PROBLEM TO WORK ON:
Starting at the line with "keep first-seen order.", retype every line through the end of the listing exactly as written, and nothing before it.

----- DATA FOR PROCESSING -----

use std::fmt::Display;
use std::str::FromStr;

use crate::{Error, Result};

/// Parse `key` via `lookup`, falling back to `default` when unset or blank.
pub fn parse_env<F, T>(lookup: &F, key: &str, default: T) -> Result<T>
where
    F: Fn(&str) -> Option<String>,
    T: FromStr,
    T::Err: Display,
{
    match lookup(key) {
        Some(raw) if !raw.trim().is_empty() => raw
            .trim()
            .parse::<T>()
            .map_err(|e| Error::config(format!("invalid value for {}: {:?} ({})", key, raw, e))),
        _ => Ok(default),
    }
}

/// Split a comma-separated stream list, trimming entries, dropping empties,
/// and removing duplicates while keeping first-seen order.
pub fn normalize_stream_list(raw: &str) -> Vec<String> {
    dedup_stream_names(raw.split(','))
}

/// Trim names, drop empties and duplicates, keep first-seen order.
pub fn dedup_stream_names<I, S>(names: I) -> Vec<String>
where
    I: IntoIterator<Item = S>,
    S: AsRef<str>,
{
    let mut out: Vec<String> = Vec::new();
    for name in names {
        let name = name.as_ref().trim();
        if !name.is_empty() && !out.iter().any(|existing| existing == name) {
            out.push(name.to_string());
        }
    }
    out
}
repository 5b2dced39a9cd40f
pub mod fs;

-----

ANSWER SECTION:
/// Trim names, drop empties and duplicates, keep first-seen order.
pub fn dedup_stream_names<I, S>(names: I) -> Vec<String>
where
    I: IntoIterator<Item = S>,
    S: AsRef<str>,
{
    let mut out: Vec<String> = Vec::new();
    for name in names {
        let name = name.as_ref().trim();
        if !name.is_empty() && !out.iter().any(|existing| existing == name) {
            out.push(name.to_string());
        }
    }
    out
}
repository 5b2dced39a9cd40f
pub mod fs;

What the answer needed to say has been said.